Why is pleasure important? Because asking for what we want and saying no to what we don’t want is a direct rebellion against the patriarchy. Because how do we teach anyone about giving their enthusiastic “yes” if they don’t understand pleasure? Because men expect pleasure every single time they are sexually intimate, and women should, too. Most of all? Pleasure is a powerful form of self-care, wellness, and has been proven to be a key driver of happiness.

How should you or your friends figure out if your sex is one-sided? Thirty years ago, author and activist Alison Bechdel introduced a three-pronged testto determine whether a movie was worth watching. Did it feature more than one woman? Did they talk to each other? About something other than a man?

Given the orgasm gap, we thought we’d formulate our own version with criteria aimed at helping you determine if it’s worth sleeping with your Tinder date, FWB, boyfriend, or, really, any man:

  1. Do I feel safe saying no?
  2. Is my pleasure as important as his?
  3. Does the sex end when he does?

For many people, answers to these questions are often disappointing. What can we do about it? Taking your pleasure into your own hands (yes, I mean that literally) is step number one.** Masturbate to get to know yourself and figure out what feels good for you.

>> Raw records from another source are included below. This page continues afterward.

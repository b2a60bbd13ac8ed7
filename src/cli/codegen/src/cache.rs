/* src/cli/codegen/src/cache.rs */

use crate::options::BuildMode;

/// `Cache-Control` directive attached to a generated route response.
#[derive(Debug, Clone, Copy, PartialEq, Eq)]
pub enum CachePolicy {
  NoCache,
  Immutable,
  Revalidate,
}

impl CachePolicy {
  pub fn header_value(self) -> &'static str {
    match self {
      Self::NoCache => "no-cache, no-store",
      Self::Immutable => "public, immutable, no-transform, max-age=31536000",
      Self::Revalidate => "public, max-age=0, must-revalidate",
    }
  }

  /// Policy for a static asset. Favicons always revalidate since browsers
  /// cache them aggressively under a fixed URL.
  pub fn for_static_asset(name: &str, mode: BuildMode) -> Self {
    if name == "favicon" {
      Self::Revalidate
    } else if mode.is_production() {
      Self::Immutable
    } else {
      Self::NoCache
    }
  }
}
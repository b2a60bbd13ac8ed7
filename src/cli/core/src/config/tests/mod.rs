/* src/cli/core/src/config/tests/mod.rs */

use super::loader::{find_seam_config, load_seam_config};
use super::*;
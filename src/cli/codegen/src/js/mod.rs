/* src/cli/codegen/src/js/mod.rs */

mod ir;
mod render;


pub use ir::{Function, Import, Item, JsModule, Stmt};
pub use render::{HEADER, js_string, render_module};
/* src/cli/codegen/src/emit/image.rs */

use super::{METADATA_ID_PARAM, display_path, handler_guard, id_required, response_import};
use crate::js::{Function, Import, Item, JsModule, Stmt};
use crate::options::{GeneratorOptions, RouteRequest};
use crate::route_file::RouteFile;

/// Image modules return the user handler's response as is. Multi routes
/// resolve the requested id against `generateImageMetadata` first.
pub fn dynamic_image_module(
  file: &RouteFile,
  request: &RouteRequest,
  options: &GeneratorOptions,
) -> JsModule {
  let mut module = JsModule::new();
  let mut body = vec![handler_guard(&file.path)];

  if request.is_multi() {
    module = module.import(response_import(options));
    body.extend(resolve_target_id(options.validate_ids));
  } else {
    body.push(Stmt::line("const params = ctx?.params"));
    body.push(Stmt::line("const id = undefined"));
  }
  body.push(Stmt::Blank);
  body.push(Stmt::line("return handler({ params, id })"));

  let mut items = vec![
    Item::constant("imageModule", "{ ...userland }"),
    Item::constant("handler", "imageModule.default"),
  ];
  if request.is_multi() {
    items.push(Item::constant("generateImageMetadata", "imageModule.generateImageMetadata"));
  }
  items.push(Item::Function(Function::exported_async("GET", &["_", "ctx"], body)));

  module.import(Import::namespace("userland", &display_path(&file.path))).items(items)
}

fn resolve_target_id(validate_ids: bool) -> Vec<Stmt> {
  let mut find_body = Vec::new();
  if validate_ids {
    find_body.push(id_required("generateImageMetadata"));
  }
  find_body.push(Stmt::line("return item.id.toString() === targetId"));

  vec![
    Stmt::line(format!("const {{ {METADATA_ID_PARAM}, ...params }} = ctx?.params || {{}}")),
    Stmt::line(format!(
      "const targetId = Array.isArray({METADATA_ID_PARAM}) ? {METADATA_ID_PARAM}[0] : {METADATA_ID_PARAM}"
    )),
    Stmt::line("let id = undefined"),
    Stmt::line(
      "const imageMetadata = generateImageMetadata ? await generateImageMetadata({ params }) : null",
    ),
    Stmt::block(
      "if (imageMetadata)",
      vec![
        Stmt::block_with_tail("id = imageMetadata.find((item) =>", find_body, ")?.id"),
        Stmt::block(
          "if (id == null)",
          vec![Stmt::line("return new NextResponse('Not Found', { status: 404 })")],
        ),
      ],
    ),
  ]
}
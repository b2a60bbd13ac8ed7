/* src/cli/codegen/src/host.rs */

use std::future::Future;
use std::path::Path;

use anyhow::{Context, Result};

use crate::exports::scan_named_exports;

/// Build-host primitives the generator awaits: reading a matched asset and
/// listing a module's named exports.
pub trait ModuleHost {
  fn read_asset(&self, path: &Path) -> impl Future<Output = Result<Vec<u8>>> + Send;

  fn named_exports(&self, path: &Path) -> impl Future<Output = Result<Vec<String>>> + Send;
}

/// Host backed by the local filesystem and the lexical export scanner.
#[derive(Debug, Clone, Copy, Default)]
pub struct FsHost;

impl ModuleHost for FsHost {
  async fn read_asset(&self, path: &Path) -> Result<Vec<u8>> {
    tokio::fs::read(path).await.with_context(|| format!("failed to read {}", path.display()))
  }

  async fn named_exports(&self, path: &Path) -> Result<Vec<String>> {
    let source = tokio::fs::read_to_string(path)
      .await
      .with_context(|| format!("failed to read {}", path.display()))?;
    Ok(scan_named_exports(&source))
  }
}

I want you to get off, but more than anything, I want to hear your stories, so we can complicate and elevate our collective understanding of pleasure. I’ve worked to build a platform for people of all genders, bodies, and sexualities to talk about and learn about pleasure. Once you’ve gotten off, we want you to join our community. That’s why we’ve launched live streams on learning about orgasm, consent, pleasure anatomy, buying sex toys, and asking for what you want in bed. We also address sex and pleasure after trauma, overcoming religious shame, pleasure and disability, and more.

Right now, a collective “fuck no!” is resounding across the world. When we fuck ourselves just right, we gain the energy and the knowledge to finally say, “fuck, yes!”

**The study was unfortunately very binary and did not study other groups, such as gender-non-conforming or trans individuals. We hope this changes in the future to reflect the multitude of identities and experiences.